> **DIRECTIONS**
In the entries below, find the lines that contain the word "ScanConfigError" and copy them.

> **RECORDS TO USE**
Start of Block
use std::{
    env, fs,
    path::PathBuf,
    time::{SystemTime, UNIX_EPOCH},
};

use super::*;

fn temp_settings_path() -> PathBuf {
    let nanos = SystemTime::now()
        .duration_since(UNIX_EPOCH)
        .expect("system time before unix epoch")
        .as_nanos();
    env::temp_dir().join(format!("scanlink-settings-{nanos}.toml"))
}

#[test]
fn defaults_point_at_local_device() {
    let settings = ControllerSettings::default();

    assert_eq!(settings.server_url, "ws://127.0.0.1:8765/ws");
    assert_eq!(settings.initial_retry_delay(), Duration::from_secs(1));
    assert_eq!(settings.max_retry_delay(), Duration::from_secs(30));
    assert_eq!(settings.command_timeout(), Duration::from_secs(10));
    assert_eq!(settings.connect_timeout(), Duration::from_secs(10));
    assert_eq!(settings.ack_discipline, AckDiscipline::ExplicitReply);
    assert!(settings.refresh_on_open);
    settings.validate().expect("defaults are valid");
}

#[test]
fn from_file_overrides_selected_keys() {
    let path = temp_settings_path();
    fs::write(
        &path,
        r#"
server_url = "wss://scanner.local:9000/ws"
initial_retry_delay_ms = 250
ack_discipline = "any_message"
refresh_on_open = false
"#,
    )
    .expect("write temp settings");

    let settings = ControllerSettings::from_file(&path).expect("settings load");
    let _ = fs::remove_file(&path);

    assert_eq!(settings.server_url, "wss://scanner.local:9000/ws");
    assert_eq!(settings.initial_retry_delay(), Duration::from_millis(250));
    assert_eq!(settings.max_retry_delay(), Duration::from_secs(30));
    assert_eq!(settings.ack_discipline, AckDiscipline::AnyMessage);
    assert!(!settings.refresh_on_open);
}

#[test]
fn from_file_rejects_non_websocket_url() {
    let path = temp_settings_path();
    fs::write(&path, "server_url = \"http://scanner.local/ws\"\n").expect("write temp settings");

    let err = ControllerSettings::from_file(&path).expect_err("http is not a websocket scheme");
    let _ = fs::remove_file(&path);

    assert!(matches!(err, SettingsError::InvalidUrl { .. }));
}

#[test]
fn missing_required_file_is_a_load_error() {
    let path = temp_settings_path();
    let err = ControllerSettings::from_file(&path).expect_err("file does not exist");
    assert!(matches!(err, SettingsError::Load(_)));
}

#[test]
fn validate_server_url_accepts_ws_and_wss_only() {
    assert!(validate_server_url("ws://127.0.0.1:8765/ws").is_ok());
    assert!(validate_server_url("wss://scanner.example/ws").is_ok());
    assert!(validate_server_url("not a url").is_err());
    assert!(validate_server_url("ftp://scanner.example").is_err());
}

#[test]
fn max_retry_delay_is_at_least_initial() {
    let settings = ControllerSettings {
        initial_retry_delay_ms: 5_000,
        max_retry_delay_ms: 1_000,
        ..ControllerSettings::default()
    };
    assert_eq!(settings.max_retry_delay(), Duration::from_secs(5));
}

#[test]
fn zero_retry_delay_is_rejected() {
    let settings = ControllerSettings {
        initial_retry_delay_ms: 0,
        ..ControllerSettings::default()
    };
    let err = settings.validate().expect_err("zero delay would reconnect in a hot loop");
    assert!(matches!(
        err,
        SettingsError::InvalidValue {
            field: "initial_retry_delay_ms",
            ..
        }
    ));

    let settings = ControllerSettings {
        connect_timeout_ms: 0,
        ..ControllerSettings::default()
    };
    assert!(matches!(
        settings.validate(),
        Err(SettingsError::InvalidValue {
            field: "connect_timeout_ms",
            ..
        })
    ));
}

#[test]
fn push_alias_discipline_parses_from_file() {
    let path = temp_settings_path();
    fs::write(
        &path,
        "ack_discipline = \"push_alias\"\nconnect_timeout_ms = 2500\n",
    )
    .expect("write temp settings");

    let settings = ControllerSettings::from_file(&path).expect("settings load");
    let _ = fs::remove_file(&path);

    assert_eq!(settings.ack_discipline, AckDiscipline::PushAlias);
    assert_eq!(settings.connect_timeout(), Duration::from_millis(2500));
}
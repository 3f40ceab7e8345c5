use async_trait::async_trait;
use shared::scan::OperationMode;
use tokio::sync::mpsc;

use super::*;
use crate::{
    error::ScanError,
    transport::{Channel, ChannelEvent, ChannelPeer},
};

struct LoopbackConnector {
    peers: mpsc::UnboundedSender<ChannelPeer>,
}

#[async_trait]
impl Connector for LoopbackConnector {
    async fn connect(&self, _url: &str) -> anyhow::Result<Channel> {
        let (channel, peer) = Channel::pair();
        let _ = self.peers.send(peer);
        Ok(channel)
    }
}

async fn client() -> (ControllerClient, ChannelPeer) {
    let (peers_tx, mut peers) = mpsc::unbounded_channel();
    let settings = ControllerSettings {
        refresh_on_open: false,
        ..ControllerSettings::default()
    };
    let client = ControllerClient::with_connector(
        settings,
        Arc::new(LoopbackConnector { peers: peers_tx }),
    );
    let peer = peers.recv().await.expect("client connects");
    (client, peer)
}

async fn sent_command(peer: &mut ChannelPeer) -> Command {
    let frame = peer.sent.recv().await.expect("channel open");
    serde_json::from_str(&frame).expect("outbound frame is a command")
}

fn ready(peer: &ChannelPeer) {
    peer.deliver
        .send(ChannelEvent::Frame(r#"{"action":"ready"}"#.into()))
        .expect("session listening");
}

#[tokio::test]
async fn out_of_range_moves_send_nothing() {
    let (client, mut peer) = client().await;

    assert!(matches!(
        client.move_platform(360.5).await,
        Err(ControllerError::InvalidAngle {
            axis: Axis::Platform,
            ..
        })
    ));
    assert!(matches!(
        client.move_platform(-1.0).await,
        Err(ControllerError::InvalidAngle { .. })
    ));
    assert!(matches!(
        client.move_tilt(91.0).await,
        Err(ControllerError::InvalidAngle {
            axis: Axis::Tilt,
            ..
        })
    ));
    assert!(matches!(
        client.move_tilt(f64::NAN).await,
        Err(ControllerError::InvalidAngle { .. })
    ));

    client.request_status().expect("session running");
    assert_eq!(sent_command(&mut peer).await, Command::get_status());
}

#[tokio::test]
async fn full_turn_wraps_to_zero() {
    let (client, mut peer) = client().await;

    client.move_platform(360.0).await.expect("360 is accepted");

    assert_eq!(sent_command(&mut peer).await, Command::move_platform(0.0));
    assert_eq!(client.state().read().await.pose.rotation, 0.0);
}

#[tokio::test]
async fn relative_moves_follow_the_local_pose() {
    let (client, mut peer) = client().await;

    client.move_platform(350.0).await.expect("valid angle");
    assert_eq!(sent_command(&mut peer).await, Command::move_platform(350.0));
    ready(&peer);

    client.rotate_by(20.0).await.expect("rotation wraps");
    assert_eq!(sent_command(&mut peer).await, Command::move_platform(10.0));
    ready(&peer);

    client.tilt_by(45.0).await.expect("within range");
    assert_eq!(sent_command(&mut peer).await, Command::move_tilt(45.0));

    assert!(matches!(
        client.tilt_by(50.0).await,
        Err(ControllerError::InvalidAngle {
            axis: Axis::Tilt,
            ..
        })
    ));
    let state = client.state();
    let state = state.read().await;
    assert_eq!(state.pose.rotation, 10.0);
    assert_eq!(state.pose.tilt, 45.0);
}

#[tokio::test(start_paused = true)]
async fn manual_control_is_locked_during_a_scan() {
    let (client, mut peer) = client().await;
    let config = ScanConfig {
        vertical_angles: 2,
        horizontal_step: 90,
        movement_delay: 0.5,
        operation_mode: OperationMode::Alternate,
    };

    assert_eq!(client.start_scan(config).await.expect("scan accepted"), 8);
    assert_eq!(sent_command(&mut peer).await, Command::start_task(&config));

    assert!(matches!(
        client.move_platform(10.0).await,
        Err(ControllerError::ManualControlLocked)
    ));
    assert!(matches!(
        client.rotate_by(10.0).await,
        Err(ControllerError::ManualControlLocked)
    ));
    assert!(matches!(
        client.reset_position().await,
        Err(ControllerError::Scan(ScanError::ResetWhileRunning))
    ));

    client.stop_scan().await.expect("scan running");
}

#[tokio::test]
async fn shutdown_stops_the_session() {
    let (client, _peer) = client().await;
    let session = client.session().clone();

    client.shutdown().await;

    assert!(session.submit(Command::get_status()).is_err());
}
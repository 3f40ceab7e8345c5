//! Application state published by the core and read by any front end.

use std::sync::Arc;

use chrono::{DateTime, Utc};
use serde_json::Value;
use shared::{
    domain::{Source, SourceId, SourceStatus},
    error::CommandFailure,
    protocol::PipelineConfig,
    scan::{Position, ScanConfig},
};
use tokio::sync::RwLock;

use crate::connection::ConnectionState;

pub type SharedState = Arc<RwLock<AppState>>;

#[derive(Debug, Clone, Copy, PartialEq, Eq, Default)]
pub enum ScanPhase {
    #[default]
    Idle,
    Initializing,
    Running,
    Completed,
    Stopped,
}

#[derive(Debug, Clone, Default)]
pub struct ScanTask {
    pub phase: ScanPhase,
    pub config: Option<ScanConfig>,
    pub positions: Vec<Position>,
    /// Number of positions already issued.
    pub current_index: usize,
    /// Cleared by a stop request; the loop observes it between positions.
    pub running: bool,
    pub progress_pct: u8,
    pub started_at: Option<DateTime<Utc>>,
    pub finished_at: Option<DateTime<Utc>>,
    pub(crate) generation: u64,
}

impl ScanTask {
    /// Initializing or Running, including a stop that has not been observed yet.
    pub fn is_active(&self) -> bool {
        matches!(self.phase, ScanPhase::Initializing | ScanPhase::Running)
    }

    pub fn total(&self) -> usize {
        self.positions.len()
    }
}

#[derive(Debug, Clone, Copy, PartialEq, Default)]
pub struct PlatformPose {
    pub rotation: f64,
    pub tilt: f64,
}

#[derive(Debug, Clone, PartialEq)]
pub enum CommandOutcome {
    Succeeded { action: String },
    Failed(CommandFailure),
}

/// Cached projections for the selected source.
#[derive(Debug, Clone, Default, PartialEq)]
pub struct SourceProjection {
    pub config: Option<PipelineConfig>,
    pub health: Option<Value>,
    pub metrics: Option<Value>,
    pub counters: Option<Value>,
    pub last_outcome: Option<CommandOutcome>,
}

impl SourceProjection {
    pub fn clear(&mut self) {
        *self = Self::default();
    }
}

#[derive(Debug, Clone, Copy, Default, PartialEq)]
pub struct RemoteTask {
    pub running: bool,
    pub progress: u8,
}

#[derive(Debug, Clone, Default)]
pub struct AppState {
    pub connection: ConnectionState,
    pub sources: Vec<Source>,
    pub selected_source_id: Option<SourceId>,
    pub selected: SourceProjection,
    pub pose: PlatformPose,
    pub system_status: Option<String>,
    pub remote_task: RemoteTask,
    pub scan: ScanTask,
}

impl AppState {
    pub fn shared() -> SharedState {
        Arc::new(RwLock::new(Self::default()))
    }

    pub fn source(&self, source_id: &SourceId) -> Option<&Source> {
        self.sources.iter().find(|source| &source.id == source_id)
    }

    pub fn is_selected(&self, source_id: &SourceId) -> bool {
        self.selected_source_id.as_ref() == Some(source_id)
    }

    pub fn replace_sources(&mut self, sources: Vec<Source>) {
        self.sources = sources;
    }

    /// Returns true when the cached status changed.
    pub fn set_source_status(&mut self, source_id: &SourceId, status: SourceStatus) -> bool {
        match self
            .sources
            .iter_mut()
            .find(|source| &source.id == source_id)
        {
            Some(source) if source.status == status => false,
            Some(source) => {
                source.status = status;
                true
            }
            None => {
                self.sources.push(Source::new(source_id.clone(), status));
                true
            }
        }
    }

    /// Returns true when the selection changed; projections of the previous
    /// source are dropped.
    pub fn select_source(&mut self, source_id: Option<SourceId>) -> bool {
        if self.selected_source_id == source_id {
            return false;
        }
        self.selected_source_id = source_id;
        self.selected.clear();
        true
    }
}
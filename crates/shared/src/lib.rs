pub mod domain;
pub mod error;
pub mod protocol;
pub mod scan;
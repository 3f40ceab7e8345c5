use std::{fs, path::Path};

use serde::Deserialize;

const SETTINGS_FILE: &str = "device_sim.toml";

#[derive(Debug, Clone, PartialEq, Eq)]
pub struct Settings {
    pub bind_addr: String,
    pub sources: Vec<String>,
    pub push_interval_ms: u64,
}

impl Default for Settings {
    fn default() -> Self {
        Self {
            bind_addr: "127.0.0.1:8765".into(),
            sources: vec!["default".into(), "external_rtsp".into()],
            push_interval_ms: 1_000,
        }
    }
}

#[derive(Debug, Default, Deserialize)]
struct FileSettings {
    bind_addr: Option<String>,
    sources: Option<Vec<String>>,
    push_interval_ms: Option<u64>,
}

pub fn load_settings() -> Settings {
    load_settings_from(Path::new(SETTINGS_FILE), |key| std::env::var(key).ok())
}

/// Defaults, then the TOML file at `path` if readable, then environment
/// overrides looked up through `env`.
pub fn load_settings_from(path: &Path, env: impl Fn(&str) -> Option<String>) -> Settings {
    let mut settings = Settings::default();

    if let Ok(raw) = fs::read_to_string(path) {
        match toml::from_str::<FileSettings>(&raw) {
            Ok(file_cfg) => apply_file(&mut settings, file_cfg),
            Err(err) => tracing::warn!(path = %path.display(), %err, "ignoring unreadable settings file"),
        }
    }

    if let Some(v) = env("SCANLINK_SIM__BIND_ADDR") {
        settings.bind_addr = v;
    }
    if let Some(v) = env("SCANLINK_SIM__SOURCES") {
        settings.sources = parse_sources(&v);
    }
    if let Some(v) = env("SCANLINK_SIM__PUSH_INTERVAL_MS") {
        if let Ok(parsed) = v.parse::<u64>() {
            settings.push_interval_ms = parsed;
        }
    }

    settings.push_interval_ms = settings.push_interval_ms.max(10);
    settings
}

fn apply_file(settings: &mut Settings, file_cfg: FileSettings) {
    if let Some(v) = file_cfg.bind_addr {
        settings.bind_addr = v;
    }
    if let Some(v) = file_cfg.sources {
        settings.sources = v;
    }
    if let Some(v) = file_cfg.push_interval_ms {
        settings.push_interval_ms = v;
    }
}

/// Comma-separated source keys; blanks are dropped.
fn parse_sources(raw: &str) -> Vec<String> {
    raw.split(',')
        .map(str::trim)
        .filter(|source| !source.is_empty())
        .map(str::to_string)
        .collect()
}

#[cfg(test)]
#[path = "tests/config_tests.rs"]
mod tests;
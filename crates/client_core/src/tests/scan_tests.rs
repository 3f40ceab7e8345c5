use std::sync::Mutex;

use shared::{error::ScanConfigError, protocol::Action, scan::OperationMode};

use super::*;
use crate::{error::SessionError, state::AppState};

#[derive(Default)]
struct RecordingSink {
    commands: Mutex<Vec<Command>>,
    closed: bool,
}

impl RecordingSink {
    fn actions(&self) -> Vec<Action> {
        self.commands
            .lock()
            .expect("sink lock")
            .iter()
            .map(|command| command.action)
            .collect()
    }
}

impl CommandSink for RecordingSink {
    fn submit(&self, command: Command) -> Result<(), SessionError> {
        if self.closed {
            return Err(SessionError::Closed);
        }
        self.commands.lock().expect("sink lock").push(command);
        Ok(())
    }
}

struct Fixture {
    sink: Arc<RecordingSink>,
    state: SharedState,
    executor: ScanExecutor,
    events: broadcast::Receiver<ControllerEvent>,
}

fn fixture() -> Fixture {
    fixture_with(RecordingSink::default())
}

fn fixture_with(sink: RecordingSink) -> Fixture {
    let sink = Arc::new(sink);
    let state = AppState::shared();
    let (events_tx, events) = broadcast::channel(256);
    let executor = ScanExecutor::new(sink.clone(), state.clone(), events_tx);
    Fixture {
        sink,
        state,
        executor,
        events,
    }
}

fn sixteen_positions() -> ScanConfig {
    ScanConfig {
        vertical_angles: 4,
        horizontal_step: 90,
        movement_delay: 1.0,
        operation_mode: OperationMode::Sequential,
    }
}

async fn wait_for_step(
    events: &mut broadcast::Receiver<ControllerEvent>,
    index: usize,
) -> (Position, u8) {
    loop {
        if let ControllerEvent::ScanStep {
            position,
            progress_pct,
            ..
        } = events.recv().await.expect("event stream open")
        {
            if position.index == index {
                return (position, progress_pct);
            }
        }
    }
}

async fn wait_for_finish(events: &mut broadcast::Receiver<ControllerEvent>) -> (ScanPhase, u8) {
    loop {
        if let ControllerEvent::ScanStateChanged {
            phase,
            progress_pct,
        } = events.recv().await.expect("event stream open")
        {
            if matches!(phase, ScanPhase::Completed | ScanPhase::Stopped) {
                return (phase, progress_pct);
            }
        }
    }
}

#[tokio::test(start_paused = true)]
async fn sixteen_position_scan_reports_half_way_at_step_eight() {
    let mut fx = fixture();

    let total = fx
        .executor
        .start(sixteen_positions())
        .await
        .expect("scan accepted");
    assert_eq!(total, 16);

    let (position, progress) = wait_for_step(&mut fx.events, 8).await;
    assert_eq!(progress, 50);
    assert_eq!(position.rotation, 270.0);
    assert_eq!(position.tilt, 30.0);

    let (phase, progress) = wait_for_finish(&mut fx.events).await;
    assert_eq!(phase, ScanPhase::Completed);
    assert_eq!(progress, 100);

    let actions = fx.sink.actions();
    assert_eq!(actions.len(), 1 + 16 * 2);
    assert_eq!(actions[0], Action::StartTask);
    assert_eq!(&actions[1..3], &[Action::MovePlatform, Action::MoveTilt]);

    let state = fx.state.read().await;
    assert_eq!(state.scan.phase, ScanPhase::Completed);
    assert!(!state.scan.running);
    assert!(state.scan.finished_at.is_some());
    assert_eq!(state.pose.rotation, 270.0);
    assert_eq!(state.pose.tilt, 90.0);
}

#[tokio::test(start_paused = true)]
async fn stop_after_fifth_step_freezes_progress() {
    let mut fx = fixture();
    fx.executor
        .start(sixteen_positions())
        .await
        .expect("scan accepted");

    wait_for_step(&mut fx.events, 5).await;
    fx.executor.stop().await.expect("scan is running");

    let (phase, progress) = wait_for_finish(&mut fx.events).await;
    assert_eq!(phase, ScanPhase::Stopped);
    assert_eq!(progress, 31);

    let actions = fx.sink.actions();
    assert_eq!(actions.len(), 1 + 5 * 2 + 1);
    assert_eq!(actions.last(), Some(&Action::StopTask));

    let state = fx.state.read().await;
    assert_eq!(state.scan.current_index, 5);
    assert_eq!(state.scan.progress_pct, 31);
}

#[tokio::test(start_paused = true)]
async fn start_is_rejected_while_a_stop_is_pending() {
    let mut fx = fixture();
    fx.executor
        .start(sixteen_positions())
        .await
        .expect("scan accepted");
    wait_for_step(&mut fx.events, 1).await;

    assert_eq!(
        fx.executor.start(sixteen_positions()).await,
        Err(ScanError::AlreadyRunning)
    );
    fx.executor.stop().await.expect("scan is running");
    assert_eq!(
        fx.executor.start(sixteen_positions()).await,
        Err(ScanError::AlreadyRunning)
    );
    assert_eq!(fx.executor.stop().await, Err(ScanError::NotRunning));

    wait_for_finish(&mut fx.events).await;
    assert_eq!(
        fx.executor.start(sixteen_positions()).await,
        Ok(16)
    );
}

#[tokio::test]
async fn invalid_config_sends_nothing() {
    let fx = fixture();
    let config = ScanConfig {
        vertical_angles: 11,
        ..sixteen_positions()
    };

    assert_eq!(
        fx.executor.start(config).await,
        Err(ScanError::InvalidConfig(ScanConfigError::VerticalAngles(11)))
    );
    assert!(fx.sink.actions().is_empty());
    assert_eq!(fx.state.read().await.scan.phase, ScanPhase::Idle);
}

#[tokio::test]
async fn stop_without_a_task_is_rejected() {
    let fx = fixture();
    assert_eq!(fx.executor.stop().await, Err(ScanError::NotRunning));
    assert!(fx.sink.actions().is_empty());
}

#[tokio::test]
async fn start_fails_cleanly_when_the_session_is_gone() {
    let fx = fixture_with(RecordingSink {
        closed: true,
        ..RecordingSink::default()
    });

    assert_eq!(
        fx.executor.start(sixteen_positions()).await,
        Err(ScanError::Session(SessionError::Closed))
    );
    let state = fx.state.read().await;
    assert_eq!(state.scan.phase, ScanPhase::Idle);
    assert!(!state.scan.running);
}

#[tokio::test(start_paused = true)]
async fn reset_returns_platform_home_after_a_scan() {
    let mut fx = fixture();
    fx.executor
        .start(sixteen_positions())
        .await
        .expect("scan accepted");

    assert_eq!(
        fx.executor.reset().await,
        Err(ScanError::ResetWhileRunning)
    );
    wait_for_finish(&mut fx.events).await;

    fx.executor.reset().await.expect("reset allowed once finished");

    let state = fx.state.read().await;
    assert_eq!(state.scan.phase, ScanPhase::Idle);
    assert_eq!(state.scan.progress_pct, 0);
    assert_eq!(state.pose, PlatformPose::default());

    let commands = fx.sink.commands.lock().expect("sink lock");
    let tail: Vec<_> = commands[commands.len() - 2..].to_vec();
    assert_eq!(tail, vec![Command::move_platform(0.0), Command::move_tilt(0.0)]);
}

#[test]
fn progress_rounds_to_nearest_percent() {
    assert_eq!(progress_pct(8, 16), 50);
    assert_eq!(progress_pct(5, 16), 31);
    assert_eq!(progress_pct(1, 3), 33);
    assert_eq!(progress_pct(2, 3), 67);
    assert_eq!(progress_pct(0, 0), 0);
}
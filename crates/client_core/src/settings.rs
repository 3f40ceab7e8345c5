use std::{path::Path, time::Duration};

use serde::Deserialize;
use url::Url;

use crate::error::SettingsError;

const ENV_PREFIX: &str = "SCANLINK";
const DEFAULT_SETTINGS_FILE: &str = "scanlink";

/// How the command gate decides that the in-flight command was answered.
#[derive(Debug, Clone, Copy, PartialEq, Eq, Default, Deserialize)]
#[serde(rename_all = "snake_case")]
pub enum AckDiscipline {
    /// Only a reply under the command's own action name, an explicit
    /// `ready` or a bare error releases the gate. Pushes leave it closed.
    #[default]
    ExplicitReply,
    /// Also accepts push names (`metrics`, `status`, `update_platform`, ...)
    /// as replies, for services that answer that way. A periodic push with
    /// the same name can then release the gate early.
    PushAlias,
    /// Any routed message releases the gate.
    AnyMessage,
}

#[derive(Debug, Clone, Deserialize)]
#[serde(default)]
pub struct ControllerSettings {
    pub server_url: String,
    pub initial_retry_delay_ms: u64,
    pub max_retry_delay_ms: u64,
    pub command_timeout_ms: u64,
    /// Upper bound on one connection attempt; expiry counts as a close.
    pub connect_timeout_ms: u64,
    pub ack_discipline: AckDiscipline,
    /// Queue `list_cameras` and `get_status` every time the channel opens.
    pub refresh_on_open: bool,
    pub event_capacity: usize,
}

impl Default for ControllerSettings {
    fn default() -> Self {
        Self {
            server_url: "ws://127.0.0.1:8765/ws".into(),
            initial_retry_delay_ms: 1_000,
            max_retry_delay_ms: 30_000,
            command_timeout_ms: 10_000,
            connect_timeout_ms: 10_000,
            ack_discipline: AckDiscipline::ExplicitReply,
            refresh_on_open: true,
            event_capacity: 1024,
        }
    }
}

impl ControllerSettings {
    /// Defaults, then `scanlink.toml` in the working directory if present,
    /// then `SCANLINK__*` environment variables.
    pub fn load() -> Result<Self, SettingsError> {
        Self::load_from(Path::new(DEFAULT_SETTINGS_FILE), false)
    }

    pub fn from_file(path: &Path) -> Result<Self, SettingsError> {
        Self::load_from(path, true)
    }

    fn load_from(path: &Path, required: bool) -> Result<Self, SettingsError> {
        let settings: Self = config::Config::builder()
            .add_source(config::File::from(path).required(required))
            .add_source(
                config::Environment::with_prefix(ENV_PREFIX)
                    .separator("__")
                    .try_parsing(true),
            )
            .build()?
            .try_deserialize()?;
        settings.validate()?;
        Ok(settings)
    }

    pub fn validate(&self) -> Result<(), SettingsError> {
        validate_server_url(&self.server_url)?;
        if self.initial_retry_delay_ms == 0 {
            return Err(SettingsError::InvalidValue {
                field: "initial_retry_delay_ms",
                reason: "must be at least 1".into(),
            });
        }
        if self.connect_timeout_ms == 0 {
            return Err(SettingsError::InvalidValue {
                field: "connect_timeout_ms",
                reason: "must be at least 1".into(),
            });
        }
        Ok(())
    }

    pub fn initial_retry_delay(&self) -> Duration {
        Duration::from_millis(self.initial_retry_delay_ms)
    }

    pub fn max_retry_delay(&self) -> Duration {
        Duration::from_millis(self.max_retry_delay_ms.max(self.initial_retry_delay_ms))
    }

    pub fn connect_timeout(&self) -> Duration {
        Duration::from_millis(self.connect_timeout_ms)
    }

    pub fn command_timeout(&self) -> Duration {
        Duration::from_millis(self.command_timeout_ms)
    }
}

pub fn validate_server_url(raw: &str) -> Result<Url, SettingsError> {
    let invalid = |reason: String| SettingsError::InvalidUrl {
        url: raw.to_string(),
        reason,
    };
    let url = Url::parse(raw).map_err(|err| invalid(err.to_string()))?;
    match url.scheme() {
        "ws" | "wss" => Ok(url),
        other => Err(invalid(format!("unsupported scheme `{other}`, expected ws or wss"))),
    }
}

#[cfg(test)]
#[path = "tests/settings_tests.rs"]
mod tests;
End of Block
> **THE ANSWER**
use shared::{error::ScanConfigError, protocol::Action, scan::OperationMode};
        Err(ScanError::InvalidConfig(ScanConfigError::VerticalAngles(11)))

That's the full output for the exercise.